### Data

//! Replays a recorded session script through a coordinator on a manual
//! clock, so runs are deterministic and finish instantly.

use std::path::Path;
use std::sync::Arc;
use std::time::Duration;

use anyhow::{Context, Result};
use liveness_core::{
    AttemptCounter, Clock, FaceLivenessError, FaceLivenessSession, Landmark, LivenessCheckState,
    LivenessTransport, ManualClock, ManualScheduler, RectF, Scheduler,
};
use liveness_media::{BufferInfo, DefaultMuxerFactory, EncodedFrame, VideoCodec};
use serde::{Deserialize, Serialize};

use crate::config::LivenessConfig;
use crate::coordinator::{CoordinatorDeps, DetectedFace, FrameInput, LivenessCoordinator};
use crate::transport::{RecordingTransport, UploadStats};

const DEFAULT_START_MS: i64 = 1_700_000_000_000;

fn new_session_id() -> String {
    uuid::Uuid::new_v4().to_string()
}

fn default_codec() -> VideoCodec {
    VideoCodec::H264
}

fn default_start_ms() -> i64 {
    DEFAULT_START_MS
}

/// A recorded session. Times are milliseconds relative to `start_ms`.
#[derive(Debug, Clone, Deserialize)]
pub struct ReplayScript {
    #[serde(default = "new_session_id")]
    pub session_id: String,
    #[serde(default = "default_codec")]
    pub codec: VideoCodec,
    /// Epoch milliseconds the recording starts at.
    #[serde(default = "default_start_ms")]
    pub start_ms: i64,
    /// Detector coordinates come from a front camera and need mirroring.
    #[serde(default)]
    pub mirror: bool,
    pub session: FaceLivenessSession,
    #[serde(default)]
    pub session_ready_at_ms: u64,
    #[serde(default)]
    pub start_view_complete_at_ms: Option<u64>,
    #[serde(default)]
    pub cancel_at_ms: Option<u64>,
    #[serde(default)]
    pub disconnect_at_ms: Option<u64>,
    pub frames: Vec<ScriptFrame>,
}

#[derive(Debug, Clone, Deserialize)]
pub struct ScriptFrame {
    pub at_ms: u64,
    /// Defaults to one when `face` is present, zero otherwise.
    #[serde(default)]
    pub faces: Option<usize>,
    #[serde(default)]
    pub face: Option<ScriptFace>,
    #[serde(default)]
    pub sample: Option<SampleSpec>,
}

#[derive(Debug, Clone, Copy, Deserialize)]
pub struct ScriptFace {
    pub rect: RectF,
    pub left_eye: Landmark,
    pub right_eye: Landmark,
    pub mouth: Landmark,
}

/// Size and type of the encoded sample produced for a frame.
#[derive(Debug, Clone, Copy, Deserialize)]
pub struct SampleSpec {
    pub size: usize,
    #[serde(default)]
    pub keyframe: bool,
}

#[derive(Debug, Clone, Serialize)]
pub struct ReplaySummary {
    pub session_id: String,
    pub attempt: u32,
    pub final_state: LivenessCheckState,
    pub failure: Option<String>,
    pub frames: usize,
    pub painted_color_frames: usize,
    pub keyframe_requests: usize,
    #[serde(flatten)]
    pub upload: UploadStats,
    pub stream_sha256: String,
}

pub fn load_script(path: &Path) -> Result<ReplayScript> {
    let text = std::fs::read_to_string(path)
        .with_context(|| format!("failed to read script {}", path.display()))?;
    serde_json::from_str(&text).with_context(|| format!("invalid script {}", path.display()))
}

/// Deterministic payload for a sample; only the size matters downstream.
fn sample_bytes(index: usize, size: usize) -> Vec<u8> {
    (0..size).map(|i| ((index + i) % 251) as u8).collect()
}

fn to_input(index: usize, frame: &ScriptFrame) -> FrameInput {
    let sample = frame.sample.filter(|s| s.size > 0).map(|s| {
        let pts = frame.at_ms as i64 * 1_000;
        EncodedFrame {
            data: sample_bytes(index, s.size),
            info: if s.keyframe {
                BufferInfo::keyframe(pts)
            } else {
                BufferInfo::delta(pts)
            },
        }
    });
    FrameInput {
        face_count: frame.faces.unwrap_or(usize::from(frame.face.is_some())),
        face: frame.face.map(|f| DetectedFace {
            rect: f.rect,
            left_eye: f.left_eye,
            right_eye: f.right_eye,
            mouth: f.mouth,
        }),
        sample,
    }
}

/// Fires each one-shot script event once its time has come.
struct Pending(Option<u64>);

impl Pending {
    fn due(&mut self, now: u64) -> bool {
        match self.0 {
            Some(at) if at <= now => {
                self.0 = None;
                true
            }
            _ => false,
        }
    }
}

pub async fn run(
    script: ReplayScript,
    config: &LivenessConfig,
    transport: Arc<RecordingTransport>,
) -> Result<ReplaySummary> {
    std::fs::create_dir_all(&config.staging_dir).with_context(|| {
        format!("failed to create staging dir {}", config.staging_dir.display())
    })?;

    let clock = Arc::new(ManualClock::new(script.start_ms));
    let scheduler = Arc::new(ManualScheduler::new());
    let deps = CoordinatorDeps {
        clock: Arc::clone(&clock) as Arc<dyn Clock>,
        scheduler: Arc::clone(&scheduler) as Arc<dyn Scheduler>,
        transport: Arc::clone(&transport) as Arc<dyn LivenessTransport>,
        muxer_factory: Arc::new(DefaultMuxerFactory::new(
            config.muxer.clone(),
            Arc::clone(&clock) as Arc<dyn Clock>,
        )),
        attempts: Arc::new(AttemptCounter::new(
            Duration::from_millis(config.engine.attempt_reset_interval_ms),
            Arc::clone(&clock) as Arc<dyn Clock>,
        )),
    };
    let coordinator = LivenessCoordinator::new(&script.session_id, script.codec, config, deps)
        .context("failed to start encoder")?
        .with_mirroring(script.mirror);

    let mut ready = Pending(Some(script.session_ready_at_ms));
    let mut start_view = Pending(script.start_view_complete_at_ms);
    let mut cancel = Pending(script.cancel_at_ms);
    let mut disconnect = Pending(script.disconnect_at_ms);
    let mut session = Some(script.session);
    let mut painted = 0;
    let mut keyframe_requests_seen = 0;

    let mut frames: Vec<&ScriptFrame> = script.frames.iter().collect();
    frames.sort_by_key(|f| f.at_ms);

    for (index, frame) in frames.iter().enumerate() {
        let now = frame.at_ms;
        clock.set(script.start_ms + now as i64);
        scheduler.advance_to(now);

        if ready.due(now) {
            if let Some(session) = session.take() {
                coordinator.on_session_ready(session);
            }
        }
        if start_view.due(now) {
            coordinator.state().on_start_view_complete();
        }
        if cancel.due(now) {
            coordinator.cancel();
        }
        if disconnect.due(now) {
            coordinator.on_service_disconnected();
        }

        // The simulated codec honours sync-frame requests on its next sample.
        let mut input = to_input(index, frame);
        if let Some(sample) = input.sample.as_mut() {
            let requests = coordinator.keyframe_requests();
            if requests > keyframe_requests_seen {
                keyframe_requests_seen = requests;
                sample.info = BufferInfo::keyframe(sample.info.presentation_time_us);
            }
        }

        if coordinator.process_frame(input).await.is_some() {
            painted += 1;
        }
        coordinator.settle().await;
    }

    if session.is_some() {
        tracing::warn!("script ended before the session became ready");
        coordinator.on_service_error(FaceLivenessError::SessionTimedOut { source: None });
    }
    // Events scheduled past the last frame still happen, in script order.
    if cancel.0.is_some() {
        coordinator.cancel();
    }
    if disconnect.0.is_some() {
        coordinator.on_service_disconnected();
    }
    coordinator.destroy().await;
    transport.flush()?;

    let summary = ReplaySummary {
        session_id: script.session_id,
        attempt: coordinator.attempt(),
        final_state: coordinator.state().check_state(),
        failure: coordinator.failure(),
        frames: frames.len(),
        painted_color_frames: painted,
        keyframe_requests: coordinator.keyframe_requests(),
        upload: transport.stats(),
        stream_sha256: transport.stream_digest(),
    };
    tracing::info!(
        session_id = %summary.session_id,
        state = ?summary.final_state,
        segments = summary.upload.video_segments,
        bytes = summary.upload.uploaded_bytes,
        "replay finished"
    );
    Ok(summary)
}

### Required work
Based on the records above, count the lines in which "DetectedFace" occurs and provide only the number.

### Result of this task
2